At its core, the SDK provides a lightweight server implementation that supports tool calling, prompt provisioning, and streamable responses over both HTTP and stdio. The server can be attached to any Mojolicious route, allowing authentication, rate‑limiting, and other web middleware to be applied with minimal effort. The stdio transport is especially valuable for local testing or building standalone command‑line tools, as it adheres to the same JSON‑RPC contract used by AI assistants.

Key capabilities include:

  • Declarative tool registration: Define a name, description, input schema, and implementation callback in a few lines.
  • Streaming support: Return partial results incrementally to reduce latency for large outputs.
  • Asynchronous execution: Leverage Mojolicious promises to run non‑blocking operations, making the server scalable under load.
  • Embedded usage: The MCP server can be instantiated inside an existing Mojolicious application without requiring a separate process.
  • Built‑in HTTP client: Facilitate integration testing by sending requests directly to the server from Perl code.
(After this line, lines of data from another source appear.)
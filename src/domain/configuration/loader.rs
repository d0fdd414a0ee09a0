//! Configuration file loading.

use std::fs;
use std::path::{Path, PathBuf};

use crate::domain::{AppError, BotConfig};

pub const DEFAULT_CONFIG_FILE: &str = "memebot.toml";

/// Load the bot configuration.
///
/// An explicit path must exist. Without one, `memebot.toml` in the current
/// directory is used when present and defaults otherwise.
pub fn load_config(path: Option<&Path>) -> Result<BotConfig, AppError> {
    let (config_path, explicit) = match path {
        Some(path) => (path.to_path_buf(), true),
        None => (PathBuf::from(DEFAULT_CONFIG_FILE), false),
    };

    if !config_path.exists() {
        if explicit {
            return Err(AppError::ConfigNotFound(config_path.display().to_string()));
        }
        tracing::debug!("no {} found, using defaults", DEFAULT_CONFIG_FILE);
        return Ok(BotConfig::default());
    }

    let content = fs::read_to_string(&config_path)?;
    tracing::debug!("loaded config from {}", config_path.display());
    parse_config_content(&content)
}

/// Parse configuration from string content.
pub fn parse_config_content(content: &str) -> Result<BotConfig, AppError> {
    let config: BotConfig = toml::from_str(content)?;
    config.validate()?;
    Ok(config)
}
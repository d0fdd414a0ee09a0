pub mod caption;
pub mod chat;
pub mod configuration;
pub mod error;
pub mod template;

pub use caption::{CaptionDraft, CaptionSet};
pub use chat::{ChatMessage, TriggerPolicy, build_transcript};
pub use configuration::{BotConfig, ChatConfig, OracleConfig, SelectorConfig};
pub use error::{AppError, OracleError};
pub use template::{FALLBACK_URL, TemplateDescriptor, TemplateId, catalog, encode, escape_caption};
Typical use cases span a wide range of scenarios. A data‑engineering team can expose a Perl script that normalizes CSV files as an MCP tool, letting an AI assistant automatically invoke it during data‑prep conversations. A DevOps engineer might wrap a Perl‑based deployment script, enabling AI assistants to trigger rollouts or rollback operations. In research settings, a Perl data‑analysis pipeline can be turned into an AI‑accessible toolset, allowing conversational agents to request specific statistical summaries on demand.

By adhering to the MCP specification, this SDK ensures that any compliant AI client can discover and invoke the exposed tools without custom adapters. The combination of Mojolicious’ real‑time capabilities, Perl’s mature ecosystem, and MCP’s standardised interface gives developers a powerful, low‑overhead path to integrate AI assistance into existing workflows.